Alexandra Concepción Pérez-Mancebo
Salud
Un programa de entrenamiento de fuerza mejora la función cognitiva en personas mayores
Un estudio demuestra que un programa sencillo y de bajo coste refuerza el control cognitivo
Un programa de entrenamiento de fuerza simple y accesible, basado en bandas elásticas y ejercicios con el propio peso corporal, mejora de forma significativa la atención y el control inhibitorio en personas mayores cognitivamente sanas.
Esta es la principal conclusión de un ensayo clínico aleatorio liderado por investigadores del Departamento de Educación Física y Deportiva y del Instituto Mixto Universitario Deporte y Salud de la Universidad de Granada.
La intervención, realizada tres veces por semana durante seis meses, mostró efectos especialmente positivos en los participantes más vulnerables al deterioro cognitivo.
El estudio, titulado Active Gains in Brain Using Exercise During Aging (AGUEDA), contó con la participación de 90 personas de entre 65 y 80 años de la ciudad de Granada, que fueron asignadas aleatoriamente a un grupo de entrenamiento de fuerza o a un grupo control, que mantuvo su estilo de vida habitual.
Antes y después del programa se evaluaron la condición física y diversas funciones cognitivas, como la memoria, la atención y el control inhibitorio, la velocidad de procesamiento y las funciones ejecutivas.
Beneficios cognitivos específicos
Los resultados, publicados este miércoles en una de las revistas de referencia en neurología, revelan que el entrenamiento produjo una mejora selectiva en la atención y el control inhibitorio.
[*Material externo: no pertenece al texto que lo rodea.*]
//! Call queue for tokio tasks
//!
//! [`AsyncCallQueue`] keeps the same per-key contract as
//! [`CallQueue`](crate::CallQueue), but waiting for a key's exclusion lock
//! yields to the runtime instead of blocking a worker thread.
//!
//! Dropping a [`run`](AsyncCallQueue::run) future abandons the call at
//! whatever point it reached. A caller still waiting for the lock is simply
//! deregistered, which makes it safe to race a call against a timer:
//!
//! ```
//! use std::time::Duration;
//! use swissarmyhammer_call_queue::AsyncCallQueue;
//!
//! # #[tokio::main(flavor = "current_thread")]
//! # async fn main() {
//! let queue = AsyncCallQueue::new();
//! let result = tokio::time::timeout(
//!     Duration::from_secs(5),
//!     queue.run("resource-x", || async { "rebuilt" }),
//! )
//! .await;
//!
//! assert_eq!(result.ok(), Some("rebuilt"));
//! assert!(queue.is_empty());
//! # }
//! ```

use crate::config::CallQueueConfig;
use crate::error::{CallQueueError, Result};
use crate::registry::Registry;
use crate::snapshot::CallQueueSnapshot;
use futures::FutureExt;
use std::future::Future;
use std::panic::AssertUnwindSafe;
use tokio::sync::Mutex;
use tracing::debug;

/// Serializes async work per key across tasks
#[derive(Debug)]
pub struct AsyncCallQueue {
    registry: Registry<Mutex<()>>,
}

impl AsyncCallQueue {
    /// Create an empty queue with default configuration
    pub fn new() -> Self {
        Self::with_config(CallQueueConfig::default())
    }

    /// Create an empty queue with custom configuration
    pub fn with_config(config: CallQueueConfig) -> Self {
        Self {
            registry: Registry::new(config),
        }
    }

    /// Run the future produced by `work` while holding the exclusion lock
    /// for `key`
    ///
    /// `work` is only called once the lock is held. Its output is passed
    /// through, and a panic while polling it unwinds out of this future after
    /// the lock is released and the caller is deregistered.
    pub async fn run<F, Fut>(&self, key: &str, work: F) -> Fut::Output
    where
        F: FnOnce() -> Fut,
        Fut: Future,
    {
        let registration = self.registry.register(key);
        let _exclusive = registration.lock().lock().await;
        work().await
    }

    /// Like [`run`](Self::run), but a panic in `work` is returned as
    /// [`CallQueueError::WorkPanicked`] instead of unwinding
    pub async fn run_catching<F, Fut>(&self, key: &str, work: F) -> Result<Fut::Output>
    where
        F: FnOnce() -> Fut,
        Fut: Future,
    {
        AssertUnwindSafe(self.run(key, work))
            .catch_unwind()
            .await
            .map_err(|payload| {
                let err = CallQueueError::from_panic(key, payload.as_ref());
                debug!(queue = %self.name(), key, "{}", err);
                err
            })
    }

    /// Number of keys with at least one registered caller
    pub fn len(&self) -> usize {
        self.registry.len()
    }

    /// Whether no key has a registered caller
    pub fn is_empty(&self) -> bool {
        self.len() == 0
    }

    /// Callers registered for `key`, counting the one running and those waiting
    pub fn waiters(&self, key: &str) -> usize {
        self.registry.waiters(key)
    }

    /// Whether `key` has at least one registered caller
    pub fn is_active(&self, key: &str) -> bool {
        self.waiters(key) > 0
    }

    /// Capture the live keys and their waiter counts
    pub fn snapshot(&self) -> CallQueueSnapshot {
        self.registry.snapshot()
    }

    /// Name from the queue's configuration
    pub fn name(&self) -> &str {
        self.registry.name()
    }
}

impl Default for AsyncCallQueue {
    fn default() -> Self {
        Self::new()
    }
}
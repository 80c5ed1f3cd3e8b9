//! Error types for the call queue

use std::any::Any;

/// Placeholder used when a panic payload is neither `&str` nor `String`
const NON_STRING_PANIC: &str = "work panicked with a non-string payload";

/// Errors that can surface from the call queue
///
/// The queue itself never fails. The only error is a panic raised by the
/// caller's work, and it is only turned into a value by the `run_catching`
/// variants; the plain `run` methods let the panic unwind untouched.
#[derive(Debug, Clone, PartialEq, Eq, thiserror::Error)]
pub enum CallQueueError {
    /// The work for a key panicked
    #[error("Work for key '{key}' panicked: {message}")]
    WorkPanicked {
        /// Key the work was registered under
        key: String,
        /// Panic message, when the payload carried one
        message: String,
    },
}

impl CallQueueError {
    /// Build a [`CallQueueError::WorkPanicked`] from a caught panic payload
    pub(crate) fn from_panic(key: &str, payload: &(dyn Any + Send)) -> Self {
        Self::WorkPanicked {
            key: key.to_owned(),
            message: panic_message(payload),
        }
    }
}

/// Result type for call queue operations
pub type Result<T> = std::result::Result<T, CallQueueError>;

fn panic_message(payload: &(dyn Any + Send)) -> String {
    if let Some(message) = payload.downcast_ref::<&str>() {
        (*message).to_owned()
    } else if let Some(message) = payload.downcast_ref::<String>() {
        message.clone()
    } else {
        NON_STRING_PANIC.to_owned()
    }
}

#[cfg(test)]
mod tests {
    use super::*;
    use std::error::Error;

    #[test]
    fn test_work_panicked_display() {
        let err = CallQueueError::WorkPanicked {
            key: "rebuild".to_string(),
            message: "boom".to_string(),
        };
        assert_eq!(format!("{}", err), "Work for key 'rebuild' panicked: boom");
        assert!(err.source().is_none());
    }

    #[test]
    fn test_from_panic_str_payload() {
        let payload: Box<dyn Any + Send> = Box::new("static message");
        let err = CallQueueError::from_panic("k", payload.as_ref());
        assert_eq!(
            err,
            CallQueueError::WorkPanicked {
                key: "k".to_string(),
                message: "static message".to_string(),
            }
        );
    }

    #[test]
    fn test_from_panic_string_payload() {
        let payload: Box<dyn Any + Send> = Box::new(format!("formatted {}", 42));
        let err = CallQueueError::from_panic("k", payload.as_ref());
        assert!(format!("{}", err).contains("formatted 42"));
    }

    #[test]
    fn test_from_panic_opaque_payload() {
        let payload: Box<dyn Any + Send> = Box::new(17_u32);
        let err = CallQueueError::from_panic("", payload.as_ref());
        assert!(format!("{}", err).contains(NON_STRING_PANIC));
        assert!(format!("{}", err).contains("key ''"));
    }
}
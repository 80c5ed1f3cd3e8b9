//! Configuration for call queues

use serde::{Deserialize, Serialize};

/// Default queue name used in tracing events
pub const DEFAULT_QUEUE_NAME: &str = "call-queue";

/// Configuration for a [`CallQueue`](crate::CallQueue) or
/// [`AsyncCallQueue`](crate::AsyncCallQueue)
///
/// ```
/// use swissarmyhammer_call_queue::CallQueueConfig;
///
/// let config = CallQueueConfig::new()
///     .with_name("index-rebuilds")
///     .with_initial_capacity(64);
///
/// assert_eq!(config.name, "index-rebuilds");
/// ```
#[derive(Debug, Clone, PartialEq, Eq, Serialize, Deserialize)]
#[serde(default)]
pub struct CallQueueConfig {
    /// Name attached to every tracing event emitted by the queue
    pub name: String,
    /// Capacity hint for the key map, ignored when it cannot be reserved
    pub initial_capacity: usize,
}

impl Default for CallQueueConfig {
    fn default() -> Self {
        Self {
            name: DEFAULT_QUEUE_NAME.to_string(),
            initial_capacity: 0,
        }
    }
}

impl CallQueueConfig {
    /// Create a configuration with default values
    pub fn new() -> Self {
        Self::default()
    }

    /// Set the queue name
    pub fn with_name(mut self, name: impl Into<String>) -> Self {
        self.name = name.into();
        self
    }

    /// Set the capacity hint for the key map
    pub fn with_initial_capacity(mut self, initial_capacity: usize) -> Self {
        self.initial_capacity = initial_capacity;
        self
    }
}
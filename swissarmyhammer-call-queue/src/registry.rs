//! Reference-counted key registry shared by the blocking and async queues
//!
//! The registry maps each live key to a [`CallState`]: the number of callers
//! registered against the key and the exclusion lock those callers take
//! turns on. All structural changes happen under one short-lived guard that
//! is never held while caller work runs.
//!
//! A caller obtains a [`Registration`] before waiting on the exclusion lock.
//! Dropping the registration deregisters the caller, removing the entry in
//! the same guarded step that takes the count to zero. Because deregistration
//! lives in `Drop`, it happens on normal return, while unwinding from a panic,
//! and when an async caller is cancelled.

use crate::config::CallQueueConfig;
use crate::snapshot::CallQueueSnapshot;
use std::collections::HashMap;
use std::sync::{Arc, Mutex, MutexGuard, PoisonError};
use tracing::{debug, trace};

/// Per-key bookkeeping
#[derive(Debug)]
struct CallState<L> {
    /// Callers registered and not yet deregistered, always >= 1 while mapped
    waiters: usize,
    lock: Arc<L>,
}

/// Map of live keys to their exclusion locks
#[derive(Debug)]
pub(crate) struct Registry<L> {
    name: String,
    calls: Mutex<HashMap<String, CallState<L>>>,
}

impl<L: Default> Registry<L> {
    /// Create an empty registry
    ///
    /// `initial_capacity` is only a hint: if the map cannot reserve that
    /// much, the registry starts empty and grows on demand.
    pub(crate) fn new(config: CallQueueConfig) -> Self {
        let mut calls = HashMap::new();
        if let Err(err) = calls.try_reserve(config.initial_capacity) {
            debug!(
                queue = %config.name,
                initial_capacity = config.initial_capacity,
                "ignoring capacity hint: {}",
                err
            );
        }
        Self {
            calls: Mutex::new(calls),
            name: config.name,
        }
    }

    /// Register a caller for `key`, creating the entry if the key is not live
    pub(crate) fn register(&self, key: &str) -> Registration<'_, L> {
        let mut calls = self.calls();
        let state = calls.entry(key.to_owned()).or_insert_with(|| {
            trace!(queue = %self.name, key, "creating call state");
            CallState {
                waiters: 0,
                lock: Arc::new(L::default()),
            }
        });
        state.waiters += 1;

        Registration {
            registry: self,
            key: key.to_owned(),
            lock: Arc::clone(&state.lock),
        }
    }
}

impl<L> Registry<L> {
    pub(crate) fn name(&self) -> &str {
        &self.name
    }

    /// Number of live keys
    pub(crate) fn len(&self) -> usize {
        self.calls().len()
    }

    /// Callers currently registered for `key`
    pub(crate) fn waiters(&self, key: &str) -> usize {
        self.calls().get(key).map_or(0, |state| state.waiters)
    }

    pub(crate) fn snapshot(&self) -> CallQueueSnapshot {
        let keys = self
            .calls()
            .iter()
            .map(|(key, state)| (key.clone(), state.waiters))
            .collect();
        CallQueueSnapshot {
            name: self.name.clone(),
            keys,
        }
    }

    fn deregister(&self, key: &str) {
        let mut calls = self.calls();
        // Every registration holds one count on its key, so the entry exists
        // until the last registration for it drops.
        let Some(state) = calls.get_mut(key) else {
            debug_assert!(false, "key '{key}' deregistered with no call state");
            return;
        };
        state.waiters -= 1;
        if state.waiters == 0 {
            calls.remove(key);
            trace!(queue = %self.name, key, "removed call state");
        }
    }

    /// Lock the structural guard
    ///
    /// No caller code runs while the guard is held, so a poisoned guard still
    /// protects a consistent map and is safe to recover.
    fn calls(&self) -> MutexGuard<'_, HashMap<String, CallState<L>>> {
        self.calls.lock().unwrap_or_else(PoisonError::into_inner)
    }
}

/// A caller's registration against one key
///
/// Any guard taken on [`Registration::lock`] must be dropped before the
/// registration itself, so that the exclusion lock is released before the
/// caller is deregistered. Declaring the guard after the registration in the
/// same scope gives that order.
#[must_use = "dropping a registration deregisters the caller immediately"]
pub(crate) struct Registration<'a, L> {
    registry: &'a Registry<L>,
    key: String,
    lock: Arc<L>,
}

impl<L> Registration<'_, L> {
    /// The key's exclusion lock
    pub(crate) fn lock(&self) -> &L {
        &self.lock
    }

    pub(crate) fn key(&self) -> &str {
        &self.key
    }

    pub(crate) fn queue_name(&self) -> &str {
        self.registry.name()
    }
}

impl<L> Drop for Registration<'_, L> {
    fn drop(&mut self) {
        self.registry.deregister(&self.key);
    }
}

#[cfg(test)]
mod tests {
    use super::*;

    fn registry() -> Registry<Mutex<()>> {
        Registry::new(CallQueueConfig::new().with_name("test"))
    }

    #[test]
    fn test_register_creates_and_removes_entry() {
        let registry = registry();
        assert_eq!(registry.len(), 0);

        let registration = registry.register("A");
        assert_eq!(registry.len(), 1);
        assert_eq!(registry.waiters("A"), 1);
        assert_eq!(registration.key(), "A");
        assert_eq!(registration.queue_name(), "test");

        drop(registration);
        assert_eq!(registry.len(), 0);
        assert_eq!(registry.waiters("A"), 0);
    }

    #[test]
    fn test_registrations_share_one_lock_per_key() {
        let registry = registry();
        let first = registry.register("A");
        let second = registry.register("A");
        let other = registry.register("B");

        assert!(std::ptr::eq(first.lock(), second.lock()));
        assert!(!std::ptr::eq(first.lock(), other.lock()));
        assert_eq!(registry.len(), 2);
        assert_eq!(registry.waiters("A"), 2);

        drop(first);
        assert_eq!(registry.waiters("A"), 1);
        assert_eq!(registry.len(), 2);

        drop(second);
        drop(other);
        assert_eq!(registry.len(), 0);
    }

    #[test]
    fn test_new_registration_after_removal_gets_fresh_state() {
        let registry = registry();
        let first = registry.register("A");
        let stale = Arc::clone(&first.lock);
        drop(first);

        let second = registry.register("A");
        assert_eq!(registry.waiters("A"), 1);
        assert!(!Arc::ptr_eq(&stale, &second.lock));
    }

    #[test]
    fn test_unsatisfiable_capacity_hint_is_ignored() {
        let registry: Registry<Mutex<()>> =
            Registry::new(CallQueueConfig::new().with_initial_capacity(usize::MAX));
        assert_eq!(registry.len(), 0);

        let registration = registry.register("A");
        assert_eq!(registry.waiters("A"), 1);
        drop(registration);
        assert_eq!(registry.len(), 0);
    }

    #[test]
    fn test_empty_key_is_an_ordinary_key() {
        let registry = registry();
        let registration = registry.register("");
        assert_eq!(registry.waiters(""), 1);
        assert_eq!(registry.len(), 1);
        drop(registration);
        assert_eq!(registry.len(), 0);
    }

    #[test]
    fn test_snapshot_reports_waiters_per_key() {
        let registry = registry();
        let _a1 = registry.register("A");
        let _a2 = registry.register("A");
        let _b = registry.register("B");

        let snapshot = registry.snapshot();
        assert_eq!(snapshot.name, "test");
        assert_eq!(snapshot.len(), 2);
        assert_eq!(snapshot.waiters("A"), 2);
        assert_eq!(snapshot.waiters("B"), 1);
    }

    #[test]
    fn test_registration_drops_during_unwind() {
        let registry = registry();
        let result = std::panic::catch_unwind(std::panic::AssertUnwindSafe(|| {
            let _registration = registry.register("A");
            panic!("unwinding");
        }));
        assert!(result.is_err());
        assert_eq!(registry.len(), 0);
    }
}
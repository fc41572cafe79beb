//! Claude Code probe implementation
//!
//! Extracts conversation history from Claude Code CLI sessions.
//! Data format: JSONL files in ~/.claude/projects/<project_hash>/<session_id>.jsonl

use serde::Deserialize;
use std::collections::HashSet;
use std::fs::File;
use std::io::{BufRead, BufReader};
use std::path::{Path, PathBuf};
use std::time::{Duration, SystemTime};
use tracing::{debug, warn};
use walkdir::WalkDir;

use super::{parse_timestamp, ConversationHeader, MessageRecord, ParsedConversation, Role, SessionRef};
use crate::error::{FinderError, Result};

pub struct ClaudeCodeProbe {
    base_path: PathBuf,
}

// Raw line shapes. Everything is optional: a record that lacks what a
// message needs is dropped, not rejected.
#[derive(Debug, Deserialize)]
#[serde(rename_all = "camelCase")]
struct RawRecord {
    #[serde(rename = "type")]
    kind: Option<String>,
    uuid: Option<String>,
    parent_uuid: Option<String>,
    #[serde(default)]
    is_sidechain: Option<bool>,
    session_id: Option<String>,
    timestamp: Option<String>,
    cwd: Option<String>,
    message: Option<RawMessage>,
    // summary header fields
    summary: Option<String>,
    leaf_uuid: Option<String>,
}

#[derive(Debug, Deserialize)]
struct RawMessage {
    role: Option<String>,
    #[serde(default)]
    content: MessageContent,
}

/// `message.content` is either plain text or an array of typed blocks
#[derive(Debug, Deserialize)]
#[serde(untagged)]
enum MessageContent {
    Text(String),
    Blocks(Vec<ContentBlock>),
}

impl Default for MessageContent {
    fn default() -> Self {
        MessageContent::Text(String::new())
    }
}

#[derive(Debug, Deserialize)]
#[serde(tag = "type", rename_all = "snake_case")]
enum ContentBlock {
    Text {
        #[serde(default)]
        text: String,
    },
    ToolUse {
        #[serde(default = "unknown_tool")]
        name: String,
    },
    ToolResult {},
    Thinking {},
    #[serde(other)]
    Unknown,
}

fn unknown_tool() -> String {
    "unknown".to_string()
}

impl MessageContent {
    fn normalize(self) -> String {
        match self {
            MessageContent::Text(text) => text,
            MessageContent::Blocks(blocks) => blocks
                .into_iter()
                .filter_map(|block| match block {
                    ContentBlock::Text { text } => Some(text),
                    ContentBlock::ToolUse { name } => Some(format!("[Tool: {}]", name)),
                    ContentBlock::ToolResult {} => Some("[Tool result]".to_string()),
                    ContentBlock::Thinking {} | ContentBlock::Unknown => None,
                })
                .collect::<Vec<_>>()
                .join("\n"),
        }
    }
}

impl ClaudeCodeProbe {
    pub fn new(base_path: PathBuf) -> Self {
        Self { base_path }
    }

    pub fn base_path(&self) -> &Path {
        &self.base_path
    }

    pub fn is_available(&self) -> bool {
        self.base_path.is_dir()
    }

    /// Fail unless the projects directory exists
    pub fn require_available(&self) -> Result<()> {
        if self.is_available() {
            Ok(())
        } else {
            Err(FinderError::MissingDirectory {
                path: self.base_path.clone(),
            })
        }
    }

    /// Discover conversation files, newest first.
    ///
    /// `max_age` keeps only files modified within that window.
    pub fn discover(&self, max_age: Option<Duration>) -> Result<Vec<SessionRef>> {
        self.require_available()?;

        let cutoff = max_age.and_then(|age| SystemTime::now().checked_sub(age));
        let mut found: Vec<(SystemTime, SessionRef)> = vec![];

        for entry in WalkDir::new(&self.base_path)
            .min_depth(2)
            .max_depth(2)
            .into_iter()
            .filter_map(|e| e.ok())
        {
            let path = entry.path();
            if !entry.file_type().is_file() || !is_conversation_file(path) {
                continue;
            }

            let modified = match entry.metadata().ok().and_then(|m| m.modified().ok()) {
                Some(m) => m,
                None => continue,
            };
            if let Some(cutoff) = cutoff {
                if modified < cutoff {
                    continue;
                }
            }

            let session_id = path
                .file_stem()
                .and_then(|s| s.to_str())
                .unwrap_or("unknown")
                .to_string();

            found.push((
                modified,
                SessionRef {
                    id: session_id,
                    source_path: path.to_path_buf(),
                },
            ));
        }

        found.sort_by(|a, b| b.0.cmp(&a.0));
        Ok(found.into_iter().map(|(_, s)| s).collect())
    }

    /// Read and normalize one conversation file
    pub fn parse(&self, path: &Path) -> Result<ParsedConversation> {
        parse_file(path)
    }
}

/// `*.jsonl` files that are not auxiliary agent logs
pub fn is_conversation_file(path: &Path) -> bool {
    let is_jsonl = path.extension().map(|e| e == "jsonl").unwrap_or(false);
    let is_agent = path
        .file_stem()
        .and_then(|s| s.to_str())
        .map(|s| s.starts_with("agent-"))
        .unwrap_or(false);
    is_jsonl && !is_agent
}

/// A conversation file sitting directly inside a project directory, the
/// only depth `discover` walks
pub fn is_session_log(projects_dir: &Path, path: &Path) -> bool {
    is_conversation_file(path) && path.parent().and_then(Path::parent) == Some(projects_dir)
}

fn parse_file(path: &Path) -> Result<ParsedConversation> {
    let file = File::open(path)?;
    let reader = BufReader::new(file);

    let mut lines = vec![];
    let mut invalid = 0;
    for line in reader.lines() {
        match line {
            Ok(line) => lines.push(line),
            // keeps line numbering so a later summary record is not taken as the header
            Err(e) if e.kind() == std::io::ErrorKind::InvalidData => {
                invalid += 1;
                lines.push(String::new());
            }
            Err(e) => return Err(e.into()),
        }
    }

    let mut parsed = parse_lines(lines.iter().map(String::as_str));
    parsed.skipped_lines += invalid;
    if parsed.skipped_lines > 0 {
        debug!(file = %path.display(), skipped = parsed.skipped_lines, "skipped undecodable lines");
    }

    if parsed.project_path.is_none() {
        parsed.project_path = project_path_from_dir(path);
    }

    Ok(parsed)
}

/// Claude Code names project directories after the cwd with `/` replaced by `-`
fn project_path_from_dir(path: &Path) -> Option<String> {
    path.parent()
        .and_then(|p| p.file_name())
        .and_then(|n| n.to_str())
        .map(|n| n.replace('-', "/"))
}

/// Normalize the lines of one log file
pub fn parse_lines<'a>(lines: impl IntoIterator<Item = &'a str>) -> ParsedConversation {
    let mut parsed = ParsedConversation::default();
    let mut seen_ids: HashSet<String> = HashSet::new();

    for (index, line) in lines.into_iter().enumerate() {
        if line.trim().is_empty() {
            continue;
        }

        let record: RawRecord = match serde_json::from_str(line) {
            Ok(r) => r,
            Err(e) => {
                debug!(line = index + 1, error = %e, "undecodable line");
                parsed.skipped_lines += 1;
                continue;
            }
        };

        // Only the first line may carry conversation metadata
        if record.kind.as_deref() == Some("summary") {
            if index == 0 {
                parsed.header = Some(ConversationHeader {
                    summary: record.summary,
                    leaf_id: record.leaf_uuid,
                });
            }
            continue;
        }

        if parsed.project_path.is_none() {
            parsed.project_path = record.cwd.clone();
        }

        let Some(id) = record.uuid else {
            continue;
        };
        let Some(message) = record.message else {
            continue;
        };
        let role = record
            .kind
            .as_deref()
            .and_then(Role::parse)
            .or_else(|| message.role.as_deref().and_then(Role::parse));
        let Some(role) = role else {
            continue;
        };

        if !seen_ids.insert(id.clone()) {
            warn!(message_id = %id, "duplicate message id, keeping first occurrence");
            continue;
        }

        if parsed.session_id.is_none() {
            parsed.session_id = record.session_id;
        }

        parsed.messages.push(MessageRecord {
            id,
            parent_id: record.parent_uuid.filter(|p| !p.is_empty()),
            is_sidechain: record.is_sidechain.unwrap_or(false),
            timestamp: record.timestamp.as_deref().and_then(parse_timestamp),
            role,
            content: message.content.normalize(),
        });
    }

    parsed
}
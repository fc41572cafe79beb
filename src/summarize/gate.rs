//! Per-message decision on whether an AI summary is worth asking for

use serde::Serialize;

use crate::probe::{MessageRecord, Role};

/// Markers left in content by tool calls that carry no prose of their own
const TOOL_MARKERS: [&str; 5] = [
    "[Tool: Read]",
    "[Tool: Glob]",
    "[Tool: LS]",
    "[Tool: Grep]",
    "[Tool result]",
];

/// Assistant acknowledgements that only announce a tool call
const FILLER_PHRASES: [&str; 6] = [
    "let me read",
    "let me check",
    "let me search",
    "i'll look at",
    "looking at",
    "checking",
];

/// Phrases from the summarizer's own prompt. A short session opening with one
/// of these was created by a summarizer call.
const SUMMARIZER_PROMPT_MARKERS: [&str; 8] = [
    "summarize this",
    "create a 1-2 sentence summary",
    "generate concise summaries",
    "max 150 characters",
    "for each message",
    "json output:",
    "brief summary here",
    "messages to summarize:",
];

const MIN_CONTENT_CHARS: usize = 50;
const MAX_TEXT_AFTER_MARKER: usize = 100;
const MAX_FILLER_CHARS: usize = 150;
const MIN_SUMMARY_CHARS: usize = 20;

#[derive(Debug, Clone, Copy, PartialEq, Eq, Serialize)]
#[serde(rename_all = "snake_case")]
pub enum GateDecision {
    ToolNoise,
    TooShort,
    AlreadyDone,
    NeedsSummary,
}

/// Classify one message. `existing_summary` is the stored summary of a row
/// already marked summarized; index-time stand-ins are passed as `None`.
pub fn classify(role: Role, content: &str, existing_summary: Option<&str>) -> GateDecision {
    if is_tool_noise(role, content) {
        return GateDecision::ToolNoise;
    }
    if content.chars().count() < MIN_CONTENT_CHARS {
        return GateDecision::TooShort;
    }
    match existing_summary {
        Some(summary) if !is_placeholder_summary(summary, content) => GateDecision::AlreadyDone,
        _ => GateDecision::NeedsSummary,
    }
}

pub fn is_tool_noise(role: Role, content: &str) -> bool {
    let trimmed = content.trim();
    if trimmed.is_empty()
        || trimmed.starts_with("[Tool")
        || content.contains("[Request interrupted")
    {
        return true;
    }

    for marker in TOOL_MARKERS {
        if let Some(pos) = content.find(marker) {
            let after = content[pos + marker.len()..].trim();
            return after.chars().count() <= MAX_TEXT_AFTER_MARKER;
        }
    }

    if role == Role::Assistant && content.chars().count() < MAX_FILLER_CHARS {
        let lower = content.to_lowercase();
        return FILLER_PHRASES.iter().any(|p| lower.contains(p));
    }

    false
}

/// True when `summary` looks mechanically cut from `content` rather than written
pub fn is_placeholder_summary(summary: &str, content: &str) -> bool {
    if summary.ends_with("...") || summary.ends_with('\u{2026}') {
        return true;
    }
    if summary.starts_with("[Tool") {
        return true;
    }
    let len = summary.chars().count();
    if len < MIN_SUMMARY_CHARS {
        return true;
    }
    (145..=150).contains(&len) && content.starts_with(summary.trim_end_matches(['.', '\u{2026}']))
}

/// Sessions produced by the summarizer itself: 2 to 10 messages, the first
/// user message quoting the summarization prompt
pub fn is_summarizer_conversation(messages: &[MessageRecord]) -> bool {
    if !(2..=10).contains(&messages.len()) {
        return false;
    }
    let Some(first_user) = messages.iter().find(|m| m.role == Role::User) else {
        return false;
    };
    let lower = first_user.content.to_lowercase();
    SUMMARIZER_PROMPT_MARKERS.iter().any(|m| lower.contains(m))
}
Estas capacidades son clave para filtrar distracciones, gestionar respuestas automáticas y procesar información de forma eficiente en la vida cotidiana. No obstante, no se observaron mejoras significativas en otras áreas analizadas, como la memoria episódica, la velocidad de procesamiento o las funciones ejecutivas generales.
El análisis detallado indica además que los beneficios cognitivos fueron más pronunciados en subgrupos con mayor riesgo potencial de deterioro, como personas de mayor edad, con menor nivel educativo o que manifestaban más quejas subjetivas de memoria.
Cuerpo y mente: una relación estrecha
De forma paralela al impacto cognitivo, el programa de ejercicio logró mejorar la función muscular, un aspecto fundamental para mantener la autonomía en edades avanzadas.

Los investigadores señalan que este aumento de fuerza se asocia positivamente con mejoras en la función ejecutiva, la memoria episódica y la memoria de trabajo, lo que refuerza la idea de un vínculo directo entre la salud física y la cerebral.
La investigadora principal, Irene Esteban-Cornejo, destaca que este tipo de intervención puede ser especialmente relevante para poblaciones con mayor riesgo de deterioro cognitivo.
Por su parte, Beatriz Fernández Gámez y Patricio Solís Urra, autores del trabajo, subrayan el potencial del entrenamiento de fuerza como una estrategia preventiva, segura, económica y fácil de implementar en entornos comunitarios, lo que facilitaría su aplicación a gran escala.
El estudio refuerza la importancia de realizar evaluaciones cognitivas completas para detectar efectos específicos del ejercicio y confirma el valor del ejercicio físico como herramienta no farmacológica para promover un envejecimiento cerebral saludable.